I flashed back to something like a dream. Well, joke’s on me, because somewhere along the way, I stopped playing. Jameson Hawthorne and I had an understanding. No emotions. No mess. This wasn’t supposed to be an epic kind of love.
“I came to see you,” Jameson told me. “Every day. The least you could have done was wake up while I was here, tragically backlit, unspeakably handsome, and waiting.”

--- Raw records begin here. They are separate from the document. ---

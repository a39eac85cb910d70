use super::*;
use crate::config::DEFAULT_MAX_DEPTH;
use crate::graph::{PropertyAccess, PropertyAccessor, PropertyNode, TypeGraph};
use crate::oracle::{ConstructorExport, ParameterSymbol};
use tsr_common::{LiteralValue, TypeId};

fn config() -> ResolvedConfig {
    ResolvedConfig::for_root("/project")
}

fn describe(
    graph: &TypeGraph,
    config: &ResolvedConfig,
    ty: TypeHandle,
) -> (Result<TypeRef, GenerationError>, GenerationContext) {
    let mut ctx = GenerationContext::new();
    let result = DescriptionGenerator::new(graph, config, &mut ctx).describe(ty);
    (result, ctx)
}

fn prop_type<'d>(description: &'d TypeDescription, name: &str) -> &'d TypeRef {
    &description
        .properties
        .iter()
        .find(|p| p.name == name)
        .unwrap_or_else(|| panic!("property {name} missing"))
        .ty
}

#[test]
fn test_self_referencing_interface() {
    let mut graph = TypeGraph::new();
    let number = graph.native("number");
    let node = graph.interface("Node", "src/node.ts");
    graph.add_property(node, PropertyNode::new("value", number));
    graph.add_property(node, PropertyNode::new("left", node));
    graph.add_property(node, PropertyNode::new("right", node));

    let config = config();
    let (result, ctx) = describe(&graph, &config, node);
    assert_eq!(result.expect("describes"), TypeRef::Id(TypeId(1)));
    assert_eq!(ctx.len(), 1);

    let description = ctx.description(TypeId(1)).expect("registered");
    assert_eq!(description.full_name, "@@this/src/node.ts:Node");
    assert_eq!(description.kind, TypeKind::Interface);
    assert_eq!(prop_type(description, "left"), &TypeRef::lazy(TypeId(1)));
    assert_eq!(prop_type(description, "right"), &TypeRef::lazy(TypeId(1)));
    assert_eq!(
        prop_type(description, "value"),
        &TypeRef::inline(TypeDescription::native("number"))
    );
}

#[test]
fn test_cross_type_cycle_through_array_arguments() {
    let mut graph = TypeGraph::new();
    let array = graph.native("Array");
    let settings = graph.class("Settings", "/project/src/model.ts");
    let user = graph.class("User", "/project/src/model.ts");
    let users = graph.instantiate(array, vec![user]);
    let settings_list = graph.instantiate(array, vec![settings]);
    graph.add_property(settings, PropertyNode::new("users", users));
    graph.add_property(user, PropertyNode::new("settings", settings_list));

    let config = config();
    let (result, ctx) = describe(&graph, &config, settings);
    assert_eq!(result.expect("describes"), TypeRef::Id(TypeId(1)));

    // User completes first: it is a non-cyclic dependency of Settings.
    assert_eq!(ctx.order().collect::<Vec<_>>(), vec![TypeId(2), TypeId(1)]);

    let user_description = ctx.description(TypeId(2)).expect("user");
    assert_eq!(user_description.full_name, "@@this/src/model.ts:User");
    match prop_type(user_description, "settings") {
        TypeRef::Inline(array) => {
            assert_eq!(array.full_name, "Array<@@this/src/model.ts:Settings>");
            assert_eq!(array.type_arguments, vec![TypeRef::lazy(TypeId(1))]);
        }
        other => panic!("expected inline Array, got {other:?}"),
    }

    let settings_description = ctx.description(TypeId(1)).expect("settings");
    match prop_type(settings_description, "users") {
        TypeRef::Inline(array) => assert_eq!(array.type_arguments, vec![TypeRef::Id(TypeId(2))]),
        other => panic!("expected inline Array, got {other:?}"),
    }
}

#[test]
fn test_generic_instantiations_are_distinct() {
    let mut graph = TypeGraph::new();
    let number = graph.native("number");
    let string = graph.native("string");
    let generic_box = graph.class("Box", "src/box.ts");
    let param = graph.type_parameter("T");
    graph.add_property(generic_box, PropertyNode::new("value", param));
    let box_number = graph.instantiate(generic_box, vec![number]);
    let box_string = graph.instantiate(generic_box, vec![string]);

    let config = config();
    let mut ctx = GenerationContext::new();
    let mut generator = DescriptionGenerator::new(&graph, &config, &mut ctx);
    let first = generator.describe(box_number).expect("Box<number>");
    let second = generator.describe(box_string).expect("Box<string>");
    let again = generator.describe(box_number).expect("Box<number> again");
    drop(generator);

    assert_eq!(first, TypeRef::Id(TypeId(1)));
    assert_eq!(second, TypeRef::Id(TypeId(2)));
    assert_eq!(again, TypeRef::Id(TypeId(1)));
    assert_eq!(
        ctx.description(TypeId(1)).map(|d| d.full_name.as_str()),
        Some("@@this/src/box.ts:Box<number>")
    );
    assert_eq!(
        ctx.description(TypeId(2)).map(|d| d.full_name.as_str()),
        Some("@@this/src/box.ts:Box<string>")
    );
    assert_eq!(
        ctx.description(TypeId(2)).map(|d| d.type_arguments.clone()),
        Some(vec![TypeRef::inline(TypeDescription::native("string"))])
    );
}

#[test]
fn test_type_parameter_member_is_named_native() {
    let mut graph = TypeGraph::new();
    let generic_box = graph.class("Box", "src/box.ts");
    let param = graph.type_parameter("T");
    graph.add_property(generic_box, PropertyNode::new("value", param));

    let config = config();
    let (result, ctx) = describe(&graph, &config, generic_box);
    let id = result.expect("describes").id().expect("keyed");
    let description = ctx.description(id).expect("registered");
    assert_eq!(
        prop_type(description, "value"),
        &TypeRef::inline(TypeDescription::native("T"))
    );
}

#[test]
fn test_class_details() {
    let mut graph = TypeGraph::new();
    let string = graph.native("string");
    let number = graph.native("number");
    let entity = graph.class("Entity", "src/entity.ts");
    let named = graph.interface("Named", "src/entity.ts");
    let person = graph.class("Person", "src/person.ts");

    graph.set_base_type(person, entity);
    graph.set_interface(person, named);
    graph.add_constructor(
        person,
        vec![ParameterSymbol {
            name: "name".into(),
            ty: string,
        }],
    );
    graph.add_attribute(
        person,
        crate::oracle::AttributeInfo {
            name: "model".into(),
            full_name: Some("@@this/src/decorators.ts:model".into()),
        },
    );
    graph.set_constructor_export(
        person,
        ConstructorExport {
            export_name: "Person".into(),
            source_path: "src/person.ts".into(),
            out_path: Some("dist/person.js".into()),
        },
    );
    let mut age = PropertyNode::new("age", number);
    age.optional = true;
    age.readonly = true;
    age.access = PropertyAccess::Protected;
    age.accessor = PropertyAccessor::Getter;
    graph.add_property(person, age);

    let config = config();
    let (result, ctx) = describe(&graph, &config, person);
    let id = result.expect("describes").id().expect("keyed");
    let description = ctx.description(id).expect("registered");

    assert_eq!(description.kind, TypeKind::Class);
    assert_eq!(description.constructors.len(), 1);
    assert_eq!(description.constructors[0].params[0].name, "name");
    assert_eq!(description.decorators[0].name, "model");
    assert!(matches!(description.base_type, Some(TypeRef::Id(_))));
    assert!(matches!(description.interface, Some(TypeRef::Id(_))));

    let ctor = description.constructor_import.as_ref().expect("ctor locator");
    assert_eq!(ctor.export_name, "Person");
    assert_eq!(ctor.name, "Person");
    assert_eq!(ctor.out_path.as_deref(), Some("dist/person.js"));

    let age = &description.properties[0];
    assert!(age.optional);
    assert!(age.readonly);
    assert_eq!(age.access_modifier, AccessModifier::Protected);
    assert_eq!(age.accessor, Accessor::Getter);
}

#[test]
fn test_union_of_literals_is_inline() {
    let mut graph = TypeGraph::new();
    let on = graph.literal(LiteralValue::String("on".into()));
    let off = graph.literal(LiteralValue::String("off".into()));
    let state = graph.union(vec![on, off]);

    let config = config();
    let (result, ctx) = describe(&graph, &config, state);
    assert!(ctx.is_empty());
    match result.expect("describes") {
        TypeRef::Inline(description) => {
            assert!(description.union);
            assert_eq!(description.types.len(), 2);
        }
        other => panic!("expected inline union, got {other:?}"),
    }
}

#[test]
fn test_missing_declaration_rolls_back() {
    let mut graph = TypeGraph::new();
    let broken = graph.add(TypeShape::Object);
    let a = graph.interface("A", "src/a.ts");
    let b = graph.interface("B", "src/b.ts");
    graph.add_property(a, PropertyNode::new("b", b));
    graph.add_property(b, PropertyNode::new("a", a));
    graph.add_property(a, PropertyNode::new("broken", broken));

    let config = config();
    let (result, ctx) = describe(&graph, &config, a);
    assert_eq!(
        result.expect_err("no declaration"),
        GenerationError::MissingDeclaration { handle: broken }
    );
    // B was completed while A was in progress and references it.
    assert!(ctx.is_empty());
}

#[test]
fn test_unknown_handle() {
    let graph = TypeGraph::new();
    let config = config();
    let (result, _) = describe(&graph, &config, TypeHandle(42));
    assert_eq!(
        result.expect_err("not in graph"),
        GenerationError::UnknownType {
            handle: TypeHandle(42)
        }
    );
}

#[test]
fn test_anonymous_nesting_is_depth_limited() {
    let mut graph = TypeGraph::new();
    let number = graph.native("number");
    let mut inner = number;
    for _ in 0..5 {
        let outer = graph.anonymous();
        graph.add_property(outer, PropertyNode::new("next", inner));
        inner = outer;
    }

    let mut config = config();
    config.max_depth = 3;
    let (result, ctx) = describe(&graph, &config, inner);
    assert!(matches!(
        result,
        Err(GenerationError::RecursionLimit { depth: 3, .. })
    ));
    assert!(ctx.is_empty());

    config.max_depth = 16;
    let (result, _) = describe(&graph, &config, inner);
    assert!(matches!(result, Ok(TypeRef::Inline(_))));
}

#[test]
fn test_anonymous_cycle_is_reported() {
    let mut graph = TypeGraph::new();
    let anon = graph.anonymous();
    graph.add_property(anon, PropertyNode::new("me", anon));

    let config = config();
    let (result, _) = describe(&graph, &config, anon);
    assert!(matches!(result, Err(GenerationError::RecursionLimit { .. })));
}

#[test]
fn test_registered_natives_when_not_inlined() {
    let mut graph = TypeGraph::new();
    let number = graph.native("number");
    let point = graph.interface("Point", "src/point.ts");
    graph.add_property(point, PropertyNode::new("x", number));
    graph.add_property(point, PropertyNode::new("y", number));

    let mut config = config();
    config.inline_leaf_types = false;
    let (result, ctx) = describe(&graph, &config, point);
    assert_eq!(result.expect("describes"), TypeRef::Id(TypeId(1)));

    let description = ctx.description(TypeId(1)).expect("point");
    assert_eq!(prop_type(description, "x"), &TypeRef::Id(TypeId(2)));
    assert_eq!(prop_type(description, "y"), &TypeRef::Id(TypeId(2)));
    assert_eq!(
        ctx.description(TypeId(2)).map(|d| d.full_name.as_str()),
        Some("number")
    );
}

#[test]
fn test_nullable_self_reference_ends_at_lazy() {
    let mut graph = TypeGraph::new();
    let null = graph.native("null");
    let node = graph.interface("Node", "src/node.ts");
    let maybe_node = graph.union(vec![node, null]);
    graph.add_property(node, PropertyNode::new("next", maybe_node));

    let config = config();
    let (result, ctx) = describe(&graph, &config, maybe_node);
    assert_eq!(
        result.expect("describes"),
        TypeRef::inline(TypeDescription::union(vec![
            TypeRef::Id(TypeId(1)),
            TypeRef::inline(TypeDescription::native("null")),
        ]))
    );
    let description = ctx.description(TypeId(1)).expect("node");
    assert_eq!(
        prop_type(description, "next"),
        &TypeRef::inline(TypeDescription::union(vec![
            TypeRef::lazy(TypeId(1)),
            TypeRef::inline(TypeDescription::native("null")),
        ]))
    );
}

#[test]
fn test_array_of_self_ends_at_lazy() {
    let mut graph = TypeGraph::new();
    let array = graph.native("Array");
    let tree = graph.interface("Tree", "src/tree.ts");
    let children = graph.instantiate(array, vec![tree]);
    graph.add_property(tree, PropertyNode::new("children", children));

    let config = config();
    let (result, ctx) = describe(&graph, &config, children);
    let TypeRef::Inline(outer) = result.expect("describes") else {
        panic!("expected inline Array");
    };
    assert_eq!(outer.type_arguments, vec![TypeRef::Id(TypeId(1))]);

    let description = ctx.description(TypeId(1)).expect("tree");
    let TypeRef::Inline(inner) = prop_type(description, "children") else {
        panic!("expected inline Array");
    };
    assert_eq!(inner.type_arguments, vec![TypeRef::lazy(TypeId(1))]);
}

#[test]
fn test_long_chain_of_declared_types_is_not_depth_limited() {
    let mut graph = TypeGraph::new();
    let null = graph.native("null");
    let count = DEFAULT_MAX_DEPTH as usize + 6;
    let links: Vec<TypeHandle> = (0..count)
        .map(|i| graph.interface(&format!("Link{i}"), "src/chain.ts"))
        .collect();
    for pair in links.windows(2) {
        let next = graph.union(vec![pair[1], null]);
        graph.add_property(pair[0], PropertyNode::new("next", next));
    }

    let config = config();
    let (result, ctx) = describe(&graph, &config, links[0]);
    assert_eq!(result.expect("describes"), TypeRef::Id(TypeId(1)));
    assert_eq!(ctx.len(), count);
}

#[test]
fn test_instantiated_member_uses_bound_argument() {
    let mut graph = TypeGraph::new();
    let number = graph.native("number");
    let generic_box = graph.class("Box", "src/box.ts");
    let param = graph.add_type_parameter(generic_box, "T");
    graph.add_property(generic_box, PropertyNode::new("value", param));
    let box_number = graph.instantiate(generic_box, vec![number]);

    let config = config();
    let (result, ctx) = describe(&graph, &config, box_number);
    let id = result.expect("describes").id().expect("keyed");
    let description = ctx.description(id).expect("registered");
    assert_eq!(description.full_name, "@@this/src/box.ts:Box<number>");
    assert_eq!(
        prop_type(description, "value"),
        &TypeRef::inline(TypeDescription::native("number"))
    );
}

Picture yourself standing on a cliff overlooking the ocean. The wind is whipping in your hair. The sun is setting. You long, body and soul, for one thing. One person. You hear footsteps behind you. You turn.
Who’s there?
“Every day?” I asked, my voice foreign in my throat. I remembered standing at the edge of the ocean. I remembered a voice. Jameson Winchester Hawthorne.
“Every single day, Heiress.” Jameson closed his eyes, just for an instant. “But if I’m not the one you want to see…”
“Of course I want to see you.” That was true. I could say it. “But you don’t have to—” Tell me I’m special. Tell me I matter.
“Yes,” Jameson cut in, “I do.” He sank down beside my bed, bringing his eyes level with mine. “You aren’t a prize to be won.”